I stand frozen. This had been a shot in the dark, nothing I expected to bear fruit. Now I can’t move, afraid to hope there’s something in those files that can help me. I make myself continue into the bedroom to grab my civ clothes.

I shimmy into a pair of loose white pants, heart pounding like mad. For a moment, I consider whether I need a sweater. My thin undershirt is enough for hanging around in quarters. The climate control is more than adequate, even if I haven’t been able to figure out how to adjust it.

There’s also a door in here. If I pass through it, I’ll find March on the other side. Before I realized how thoroughly he’d changed, I thought he might want to be close to me. I meant for him to attend the formal dinner with me tonight, but I don’t know if he wants to. To my disgust, I’m afraid to open the door that stands between us.

Instead I spin and head back the way I came. Constance is waiting where I left her, ready to resume our conversation. That’s the best thing about droids; they don’t take your weird behavior personally. Of course, they can also be aggravatingly literal and pedantic, but she isn’t as bad as most of her brethren.

I sprawl on one of the sloping seats that’s half chair, half settee, making myself comfortable before I make the leap. Am I crazy for thinking Mair can help me from beyond the grave? Maybe. But March is worth it.

“Let’s start from the beginning,” I say. “Play the first journal entry.”

Despite forewarning, it gives me a start to hear Mair’s voice coming from Constance, who isn’t moving her mouth. The whiskey-low rasp sounds just as I recall from our brief acquaintance . . . before she died to save our lives. Talk about creepy.

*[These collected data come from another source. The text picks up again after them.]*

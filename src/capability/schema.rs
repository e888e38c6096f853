//! Output descriptors: declarative field lists decoded at run time.
//!
//! A capability declares the shape of its result as a list of fields. Each
//! field is a primitive or a list of records whose own fields are primitives.
//! Model replies are decoded against the descriptor into a `serde_json::Value`
//! tree holding exactly the declared fields.

use serde::{Deserialize, Serialize};
use serde_json::{Map, Value};
use thiserror::Error;

#[derive(Debug, Error, PartialEq)]
pub enum SchemaError {
    #[error("field '{0}' is declared more than once")]
    DuplicateField(String),

    #[error("field name must not be empty")]
    EmptyName,

    #[error("list field '{0}' must declare its element fields")]
    MissingElementFields(String),

    #[error("field '{0}' is nested too deeply: list elements must be primitive fields")]
    TooDeep(String),

    #[error("field '{0}' of type {1} cannot declare element fields")]
    UnexpectedElementFields(String, &'static str),

    #[error("expected a JSON object at '{0}'")]
    NotAnObject(String),

    #[error("missing required field '{0}'")]
    MissingField(String),

    #[error("field '{path}' should be {expected}, got {found}")]
    TypeMismatch {
        path: String,
        expected: &'static str,
        found: String,
    },
}

/// Kind of a declared field.
#[derive(Debug, Clone, Copy, PartialEq, Eq, Serialize, Deserialize)]
pub enum FieldKind {
    #[serde(rename = "str", alias = "string")]
    Str,
    #[serde(rename = "int", alias = "integer")]
    Int,
    #[serde(rename = "float", alias = "number")]
    Float,
    #[serde(rename = "bool", alias = "boolean")]
    Bool,
    /// Any JSON value, kept as produced.
    #[serde(rename = "any", alias = "json")]
    Any,
    #[serde(rename = "list[str]")]
    StrList,
    /// A list of records described by the field's `fields`.
    #[serde(rename = "list")]
    List,
}

impl FieldKind {
    fn describe(&self) -> &'static str {
        match self {
            FieldKind::Str => "string",
            FieldKind::Int => "integer",
            FieldKind::Float => "number",
            FieldKind::Bool => "boolean",
            FieldKind::Any => "any JSON value",
            FieldKind::StrList => "list of strings",
            FieldKind::List => "list of objects",
        }
    }
}

/// One declared output field.
#[derive(Debug, Clone, PartialEq, Serialize, Deserialize)]
pub struct FieldDescriptor {
    pub name: String,
    #[serde(rename = "type")]
    pub kind: FieldKind,
    /// Element fields, only for `list`.
    #[serde(default, skip_serializing_if = "Vec::is_empty")]
    pub fields: Vec<FieldDescriptor>,
    /// Missing or null values decode to null instead of failing.
    #[serde(default, skip_serializing_if = "std::ops::Not::not")]
    pub optional: bool,
    #[serde(default, skip_serializing_if = "Option::is_none")]
    pub description: Option<String>,
}

impl FieldDescriptor {
    pub fn new(name: impl Into<String>, kind: FieldKind) -> Self {
        Self {
            name: name.into(),
            kind,
            fields: Vec::new(),
            optional: false,
            description: None,
        }
    }

    pub fn list(name: impl Into<String>, fields: Vec<FieldDescriptor>) -> Self {
        Self {
            fields,
            ..Self::new(name, FieldKind::List)
        }
    }

    pub fn optional(mut self) -> Self {
        self.optional = true;
        self
    }
}

/// The declared result shape of a capability.
///
/// An empty descriptor accepts any JSON value unchanged.
#[derive(Debug, Clone, Default, PartialEq, Serialize, Deserialize)]
#[serde(transparent)]
pub struct OutputDescriptor {
    pub fields: Vec<FieldDescriptor>,
}

impl OutputDescriptor {
    pub fn new(fields: Vec<FieldDescriptor>) -> Self {
        Self { fields }
    }

    pub fn is_empty(&self) -> bool {
        self.fields.is_empty()
    }

    /// Check the descriptor itself is well formed. Run at registry load time.
    pub fn validate(&self) -> Result<(), SchemaError> {
        validate_fields(&self.fields, 0)
    }

    /// Decode a model reply into a value tree holding exactly the declared fields.
    pub fn decode(&self, value: &Value) -> Result<Value, SchemaError> {
        if self.fields.is_empty() {
            return Ok(value.clone());
        }
        decode_record(&self.fields, value, "").map(Value::Object)
    }

    /// Format instructions appended to a prompt so the model answers in shape.
    pub fn format_instructions(&self) -> String {
        if self.fields.is_empty() {
            return "Respond in plain text.".to_string();
        }
        let mut out = String::from(
            "Respond with a single JSON object and nothing else. The object has these fields:\n",
        );
        for field in &self.fields {
            write_field_line(&mut out, field, 0);
        }
        out
    }
}

fn validate_fields(fields: &[FieldDescriptor], depth: usize) -> Result<(), SchemaError> {
    let mut seen = std::collections::HashSet::new();
    for field in fields {
        if field.name.trim().is_empty() {
            return Err(SchemaError::EmptyName);
        }
        if !seen.insert(field.name.as_str()) {
            return Err(SchemaError::DuplicateField(field.name.clone()));
        }
        match field.kind {
            FieldKind::List => {
                if depth > 0 {
                    return Err(SchemaError::TooDeep(field.name.clone()));
                }
                if field.fields.is_empty() {
                    return Err(SchemaError::MissingElementFields(field.name.clone()));
                }
                validate_fields(&field.fields, depth + 1)?;
            }
            kind if !field.fields.is_empty() => {
                return Err(SchemaError::UnexpectedElementFields(
                    field.name.clone(),
                    kind.describe(),
                ));
            }
            _ => {}
        }
    }
    Ok(())
}

fn join_path(prefix: &str, name: &str) -> String {
    if prefix.is_empty() {
        name.to_string()
    } else {
        format!("{}.{}", prefix, name)
    }
}

fn found(value: &Value) -> String {
    match value {
        Value::Null => "null",
        Value::Bool(_) => "boolean",
        Value::Number(_) => "number",
        Value::String(_) => "string",
        Value::Array(_) => "array",
        Value::Object(_) => "object",
    }
    .to_string()
}

fn decode_record(
    fields: &[FieldDescriptor],
    value: &Value,
    path: &str,
) -> Result<Map<String, Value>, SchemaError> {
    let object = value.as_object().ok_or_else(|| {
        SchemaError::NotAnObject(if path.is_empty() { "$".to_string() } else { path.to_string() })
    })?;

    let mut out = Map::new();
    for field in fields {
        let field_path = join_path(path, &field.name);
        let decoded = match object.get(&field.name) {
            None | Some(Value::Null) if field.optional => Value::Null,
            None => return Err(SchemaError::MissingField(field_path)),
            Some(raw) => decode_field(field, raw, &field_path)?,
        };
        out.insert(field.name.clone(), decoded);
    }
    Ok(out)
}

fn decode_field(field: &FieldDescriptor, raw: &Value, path: &str) -> Result<Value, SchemaError> {
    let mismatch = || SchemaError::TypeMismatch {
        path: path.to_string(),
        expected: field.kind.describe(),
        found: found(raw),
    };

    match field.kind {
        FieldKind::Any => Ok(raw.clone()),
        FieldKind::Str => match raw {
            Value::String(_) => Ok(raw.clone()),
            Value::Number(n) => Ok(Value::String(n.to_string())),
            Value::Bool(b) => Ok(Value::String(b.to_string())),
            _ => Err(mismatch()),
        },
        FieldKind::Int => match raw {
            Value::Number(n) if n.is_i64() || n.is_u64() => Ok(raw.clone()),
            Value::Number(n) => match n.as_f64() {
                Some(f) if f.fract() == 0.0 => Ok(Value::from(f as i64)),
                _ => Err(mismatch()),
            },
            Value::String(s) => s.trim().parse::<i64>().map(Value::from).map_err(|_| mismatch()),
            _ => Err(mismatch()),
        },
        FieldKind::Float => match raw {
            Value::Number(_) => Ok(raw.clone()),
            Value::String(s) => s.trim().parse::<f64>().map(Value::from).map_err(|_| mismatch()),
            _ => Err(mismatch()),
        },
        FieldKind::Bool => match raw {
            Value::Bool(_) => Ok(raw.clone()),
            Value::String(s) => match s.trim().to_ascii_lowercase().as_str() {
                "true" | "yes" => Ok(Value::Bool(true)),
                "false" | "no" => Ok(Value::Bool(false)),
                _ => Err(mismatch()),
            },
            _ => Err(mismatch()),
        },
        FieldKind::StrList => match raw {
            Value::Array(items) => items
                .iter()
                .map(|item| match item {
                    Value::String(_) => Ok(item.clone()),
                    Value::Number(_) | Value::Bool(_) => Ok(Value::String(item.to_string())),
                    _ => Err(mismatch()),
                })
                .collect::<Result<Vec<_>, _>>()
                .map(Value::Array),
            // A lone string is read as a one-element list.
            Value::String(_) => Ok(Value::Array(vec![raw.clone()])),
            _ => Err(mismatch()),
        },
        FieldKind::List => match raw {
            Value::Array(items) => items
                .iter()
                .enumerate()
                .map(|(i, item)| {
                    decode_record(&field.fields, item, &format!("{}[{}]", path, i)).map(Value::Object)
                })
                .collect::<Result<Vec<_>, _>>()
                .map(Value::Array),
            _ => Err(mismatch()),
        },
    }
}

fn write_field_line(out: &mut String, field: &FieldDescriptor, indent: usize) {
    out.push_str(&"  ".repeat(indent));
    out.push_str(&format!("- \"{}\" ({}", field.name, field.kind.describe()));
    if field.optional {
        out.push_str(", optional");
    }
    out.push(')');
    if let Some(description) = &field.description {
        out.push_str(": ");
        out.push_str(description.trim());
    }
    out.push('\n');
    for nested in &field.fields {
        write_field_line(out, nested, indent + 1);
    }
}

“Tanze brought me an unwelcome surprise this afternoon. Instead of Hon, she brought a half-mad Psi along with the ship. She says she didn’t have a choice, but I think she just didn’t want to end him. That girl has such a soft spot for brown-eyed boys.”

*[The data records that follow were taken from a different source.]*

//! SQLite data source.

use std::path::{Path, PathBuf};

use async_trait::async_trait;
use rusqlite::types::ValueRef;
use rusqlite::{Connection, OpenFlags};
use serde_json::{Map, Value};

use super::{DataSource, DataSourceError};

pub struct SqliteDataSource {
    path: PathBuf,
    max_rows: usize,
}

impl SqliteDataSource {
    pub fn new(path: PathBuf) -> Self {
        Self {
            path,
            max_rows: 1000,
        }
    }

    pub fn with_max_rows(mut self, max_rows: usize) -> Self {
        self.max_rows = max_rows.max(1);
        self
    }
}

fn to_json(value: ValueRef<'_>) -> Value {
    match value {
        ValueRef::Null => Value::Null,
        ValueRef::Integer(i) => Value::from(i),
        ValueRef::Real(f) => Value::from(f),
        ValueRef::Text(bytes) => Value::String(String::from_utf8_lossy(bytes).into_owned()),
        ValueRef::Blob(bytes) => Value::String(format!("<blob {} bytes>", bytes.len())),
    }
}

fn run_query(path: &Path, query: &str, max_rows: usize) -> Result<Value, DataSourceError> {
    // Generated SQL never gets write access.
    let conn = Connection::open_with_flags(path, OpenFlags::SQLITE_OPEN_READ_ONLY)
        .map_err(|e| DataSourceError::Connection(e.to_string()))?;

    let mut stmt = conn
        .prepare(query)
        .map_err(|e| DataSourceError::Query(e.to_string()))?;
    let columns: Vec<String> = stmt.column_names().into_iter().map(String::from).collect();

    let mut rows = stmt
        .query([])
        .map_err(|e| DataSourceError::Query(e.to_string()))?;

    let mut out = Vec::new();
    while let Some(row) = rows.next().map_err(|e| DataSourceError::Query(e.to_string()))? {
        if out.len() >= max_rows {
            tracing::warn!(max_rows, "Query result truncated");
            break;
        }
        let mut record = Map::with_capacity(columns.len());
        for (i, name) in columns.iter().enumerate() {
            let value = row
                .get_ref(i)
                .map_err(|e| DataSourceError::Query(e.to_string()))?;
            record.insert(name.clone(), to_json(value));
        }
        out.push(Value::Object(record));
    }
    Ok(Value::Array(out))
}

#[async_trait]
impl DataSource for SqliteDataSource {
    fn kind(&self) -> &'static str {
        "sqlite"
    }

    async fn execute(&self, query: &str) -> Result<Value, DataSourceError> {
        let path = self.path.clone();
        let query = query.to_string();
        let max_rows = self.max_rows;
        tokio::task::spawn_blocking(move || run_query(&path, &query, max_rows))
            .await
            .map_err(|e| DataSourceError::Query(format!("query task failed: {}", e)))?
    }
}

I smile at hearing March described as a brown-eyed boy. He’d be boyish only to someone looking at him down a vast age. The old chi-master certainly qualified. I still marvel at the memory of the way she moved that night, running with preternatural speed. I’d never met a real chi-master before, never believed they could really manipulate their physical energy to perform extraordinary feats.

Whatever recording device she used picks up a sigh and a shuffle of movement as if she’s pacing. “It took us half a day to get a name out of him. I don’t have time to mess with this, if everything is going to come together on the projected timetable. But like Tanze, I can’t bear to end him. There’s such fire in this man . . . and he might do great things, given half a chance. Certainly he’d be useful, if I can manage to rebuild him.”

It’s interesting she uses that word. Rebuild. Just what the hell did she do to him? I wonder at the mental wreckage that accompanied the process.

Mair goes on, “Dr. Solaith finally returned after a long while training off world. For this project, he needed skills we couldn’t teach him. I’m just glad one of our people was willing to learn. Most men would rather fight than think, but Saul has always been different. That commune on Saleris”—she names a high-G world—“really messed up his head when he was a kid. I think someone would’ve killed him long before now if Rose hadn’t been there to stand up for him.”

There’s a long silence and rustling movement before she seems to remember to say, “That’s all for now. End session.”

“Prying into my past?” March asks quietly.

I barely manage to restrain a shriek. Somehow I make myself shift slowly on the couch and glance at him over my shoulder. How long has he been standing there? The nape of my neck tingles as I sense him dipping into my thoughts as a fisherman would skim a net across the top of the deep, blue sea.